Authorities continued to characterize the brawl as a random act of hooliganism, playing down the notion that the brawl had deeper political and social undertones. "The first, surface reason for the conflict was run-of-the-mill," Foreign Ministry spokesman Yerzhan Ashykbayev told a press briefing in late October. "At the same time, we have expressed the hope that the working group set up to investigate the circumstances of the incident will provide full information."

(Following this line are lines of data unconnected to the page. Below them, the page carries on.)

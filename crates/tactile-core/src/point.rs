//! Point record codec — one touch point's transform output on the wire.
//!
//! ```text
//! Point := Blob(packed_bits) Blob(extremum_index) Blob(extremum_value) BitLength:int4
//! ```
//!
//! Bits travel packed; the trailing int restores their true length.

use crate::bitpack;
use crate::field::{read_bytes, read_doubles, read_int, write_bytes, write_doubles, write_int};
use crate::wire::{CodecError, Malformed, DOUBLE_LEN, INT_FIELD_LEN};

/// Transform output for a single touch point.
///
/// `extremum_index` and `extremum_value` are paired: entry `i` of each
/// describes the same extremum.
#[derive(Debug, Clone, PartialEq, Default)]
pub struct PointRecord {
    /// Binary codes, one per element, each 0 or 1.
    pub bits: Vec<u8>,
    /// Sample positions of the extrema.
    pub extremum_index: Vec<f64>,
    /// Sample values at those positions.
    pub extremum_value: Vec<f64>,
}

impl PointRecord {
    /// Build a record, rejecting unpaired extremum arrays.
    pub fn new(
        bits: Vec<u8>,
        extremum_index: Vec<f64>,
        extremum_value: Vec<f64>,
    ) -> Result<Self, CodecError> {
        let record = Self {
            bits,
            extremum_index,
            extremum_value,
        };
        record.check_paired()?;
        Ok(record)
    }

    /// The true number of meaningful bits.
    pub fn bit_length(&self) -> usize {
        self.bits.len()
    }

    /// Bytes this record occupies on the wire.
    pub fn encoded_len(&self) -> usize {
        4 * INT_FIELD_LEN
            + bitpack::packed_len(self.bits.len())
            + DOUBLE_LEN * (self.extremum_index.len() + self.extremum_value.len())
    }

    fn check_paired(&self) -> Result<(), Malformed> {
        if self.extremum_index.len() != self.extremum_value.len() {
            return Err(Malformed::ExtremumCountMismatch {
                index: self.extremum_index.len(),
                value: self.extremum_value.len(),
            });
        }
        Ok(())
    }

    /// Write this record at `offset`, returning the offset after it.
    pub fn write(&self, buf: &mut [u8], offset: usize) -> Result<usize, CodecError> {
        self.check_paired()?;
        let bit_len = i32::try_from(self.bits.len()).map_err(|_| CodecError::OutOfBounds {
            offset,
            needed: self.encoded_len(),
            capacity: buf.len(),
        })?;

        let packed = bitpack::pack(&self.bits);
        let offset = write_bytes(buf, offset, &packed)?;
        let offset = write_doubles(buf, offset, &self.extremum_index)?;
        let offset = write_doubles(buf, offset, &self.extremum_value)?;
        write_int(buf, offset, bit_len)
    }

    /// Read a record at `offset`, returning the offset after it.
    pub fn read(buf: &[u8], offset: usize) -> Result<(usize, Self), CodecError> {
        let (offset, packed) = read_bytes(buf, offset)?;
        let (offset, extremum_index) = read_doubles(buf, offset)?;
        let (offset, extremum_value) = read_doubles(buf, offset)?;
        let (offset, bit_len) = read_int(buf, offset)?;

        let record = Self {
            bits: bitpack::unpack(packed, bit_len)?,
            extremum_index,
            extremum_value,
        };
        record.check_paired()?;
        Ok((offset, record))
    }
}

Ashykbayev was obliquely acknowledging widely-voiced concern that the riot was sparked by discontent among Kazakhstani workers, who are said to be unhappy at being paid less and treated differently than foreign staff at the site. Economy Minister Aslan Musin acknowledged in parliament on November 2 that there were large discrepancies in the salaries paid to foreign and local workers, but he nevertheless insisted that the brawl was nothing more than a "run-of-the-mill fight," Kazakhstan Today reported.
In the aftermath of the brawl, Channel 31 interviewed several Kazakhstani workers at the oilfield, where riot police were deployed to maintain order. Anger resonated in their voices as they aired their grievances. "We have become slaves on our land," said one. "We do what the Turks say, but you can't please them. They constantly threaten to fire us. If you are three minutes late, you lose your job."

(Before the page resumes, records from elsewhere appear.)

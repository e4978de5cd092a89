//! Configuration for the tactile bridge.
//!
//! Resolution order: environment variables → config file → defaults.
//!
//! Config file location:
//!   1. $TACTILE_CONFIG (explicit override)
//!   2. $XDG_CONFIG_HOME/tactile/config.toml
//!   3. ~/.config/tactile/config.toml

use serde::{Deserialize, Serialize};
use std::net::SocketAddr;
use std::path::PathBuf;

use crate::packet::Trailing;
use crate::wire::INT_FIELD_LEN;

/// Top-level configuration.
#[derive(Debug, Clone, Default, PartialEq, Serialize, Deserialize)]
#[serde(default)]
pub struct TactileConfig {
    pub network: NetworkConfig,
    pub codec: CodecConfig,
}

#[derive(Debug, Clone, PartialEq, Serialize, Deserialize)]
#[serde(default)]
pub struct NetworkConfig {
    /// Address the bridge receives datagrams on.
    pub bind_addr: SocketAddr,
    /// Where compressed packets go after encoding a SERVER request.
    pub server_addr: SocketAddr,
    /// Where raw samples go after decoding a CLIENT packet.
    pub client_addr: SocketAddr,
    /// Receive and scratch buffer size in bytes. Larger datagrams are cut.
    pub buffer_size: usize,
}

#[derive(Debug, Clone, PartialEq, Serialize, Deserialize)]
#[serde(default)]
pub struct CodecConfig {
    /// Touch points per datagram. Agreed with both peers out of band.
    pub point_count: usize,
    /// Samples per touch point per datagram.
    pub frame_count: usize,
    /// Reject packets with bytes left over after the last point.
    pub strict_trailing: bool,
}

impl CodecConfig {
    pub fn trailing(&self) -> Trailing {
        if self.strict_trailing {
            Trailing::Reject
        } else {
            Trailing::Tolerate
        }
    }
}

// ── Defaults ──────────────────────────────────────────────────────────────────

impl Default for NetworkConfig {
    fn default() -> Self {
        Self {
            bind_addr: SocketAddr::from(([127, 0, 0, 1], 5300)),
            server_addr: SocketAddr::from(([127, 0, 0, 1], 5301)),
            client_addr: SocketAddr::from(([127, 0, 0, 1], 5302)),
            buffer_size: 8192,
        }
    }
}

impl Default for CodecConfig {
    fn default() -> Self {
        Self {
            point_count: 3,
            frame_count: 512,
            strict_trailing: false,
        }
    }
}

// ── Path helpers ──────────────────────────────────────────────────────────────

fn config_dir() -> PathBuf {
    std::env::var("XDG_CONFIG_HOME")
        .map(PathBuf::from)
        .unwrap_or_else(|_| dirs_or_home().join(".config"))
        .join("tactile")
}

fn dirs_or_home() -> PathBuf {
    std::env::var("HOME")
        .map(PathBuf::from)
        .unwrap_or_else(|_| PathBuf::from("/tmp"))
}

// ── Errors ────────────────────────────────────────────────────────────────────

#[derive(Debug, thiserror::Error)]
pub enum ConfigError {
    #[error("failed to read {0}: {1}")]
    ReadFailed(PathBuf, std::io::Error),
    #[error("failed to parse {0}: {1}")]
    ParseFailed(PathBuf, toml::de::Error),
    #[error("failed to write {0}: {1}")]
    WriteFailed(PathBuf, std::io::Error),
    #[error("failed to serialize: {0}")]
    SerializeFailed(toml::ser::Error),
    #[error("invalid config: {0}")]
    Invalid(&'static str),
}

// ── Loading ───────────────────────────────────────────────────────────────────

impl TactileConfig {
    /// Load config: env vars → file → defaults. The result is validated.
    pub fn load() -> Result<Self, ConfigError> {
        let path = Self::file_path();
        let mut config = if path.exists() {
            Self::from_file(&path)?
        } else {
            TactileConfig::default()
        };
        config.apply_env_overrides(|key| std::env::var(key).ok());
        config.validate()?;
        Ok(config)
    }

    /// Parse a config file without applying env overrides.
    pub fn from_file(path: &std::path::Path) -> Result<Self, ConfigError> {
        let text = std::fs::read_to_string(path)
            .map_err(|e| ConfigError::ReadFailed(path.to_path_buf(), e))?;
        toml::from_str(&text).map_err(|e| ConfigError::ParseFailed(path.to_path_buf(), e))
    }

    /// Config file path.
    pub fn file_path() -> PathBuf {
        std::env::var("TACTILE_CONFIG")
            .map(PathBuf::from)
            .unwrap_or_else(|_| config_dir().join("config.toml"))
    }

    /// Write default config if none exists. Returns the path.
    pub fn write_default_if_missing() -> Result<PathBuf, ConfigError> {
        let path = Self::file_path();
        if !path.exists() {
            if let Some(parent) = path.parent() {
                std::fs::create_dir_all(parent)
                    .map_err(|e| ConfigError::WriteFailed(path.clone(), e))?;
            }
            let text = toml::to_string_pretty(&TactileConfig::default())
                .map_err(ConfigError::SerializeFailed)?;
            std::fs::write(&path, text).map_err(|e| ConfigError::WriteFailed(path.clone(), e))?;
        }
        Ok(path)
    }

    /// Reject settings the bridge cannot run with.
    pub fn validate(&self) -> Result<(), ConfigError> {
        if self.codec.point_count == 0 {
            return Err(ConfigError::Invalid("codec.point_count must be at least 1"));
        }
        if self.codec.frame_count == 0 {
            return Err(ConfigError::Invalid("codec.frame_count must be at least 1"));
        }
        if self.network.buffer_size < INT_FIELD_LEN {
            return Err(ConfigError::Invalid(
                "network.buffer_size cannot hold a role tag",
            ));
        }
        Ok(())
    }

    /// Apply TACTILE_* overrides. `lookup` is `std::env::var` in production.
    /// Unparseable values are ignored.
    pub fn apply_env_overrides(&mut self, lookup: impl Fn(&str) -> Option<String>) {
        fn parsed<T: std::str::FromStr>(v: Option<String>) -> Option<T> {
            v.and_then(|s| s.trim().parse().ok())
        }

        if let Some(a) = parsed(lookup("TACTILE_NETWORK__BIND_ADDR")) {
            self.network.bind_addr = a;
        }
        if let Some(a) = parsed(lookup("TACTILE_NETWORK__SERVER_ADDR")) {
            self.network.server_addr = a;
        }
        if let Some(a) = parsed(lookup("TACTILE_NETWORK__CLIENT_ADDR")) {
            self.network.client_addr = a;
        }
        if let Some(n) = parsed(lookup("TACTILE_NETWORK__BUFFER_SIZE")) {
            self.network.buffer_size = n;
        }
        if let Some(n) = parsed(lookup("TACTILE_CODEC__POINT_COUNT")) {
            self.codec.point_count = n;
        }
        if let Some(n) = parsed(lookup("TACTILE_CODEC__FRAME_COUNT")) {
            self.codec.frame_count = n;
        }
        if let Some(v) = lookup("TACTILE_CODEC__STRICT_TRAILING") {
            self.codec.strict_trailing = v == "true" || v == "1";
        }
    }
}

"We work better and they earn more," added another.
Coming shortly after President Nursultan Nazarbayev publicly slammed state company bosses for paying themselves hundreds of thousands of dollars a month, this focus on low pay at the oilfields was the source of embarrassment to the government. The sight of hundreds of brawling oil workers is not conducive to the modern, forward-looking, dynamic image the country is trying to project as it pushes ahead with its drive to join the world's 50 most competitive countries. [For background see the Eurasia Insight archive].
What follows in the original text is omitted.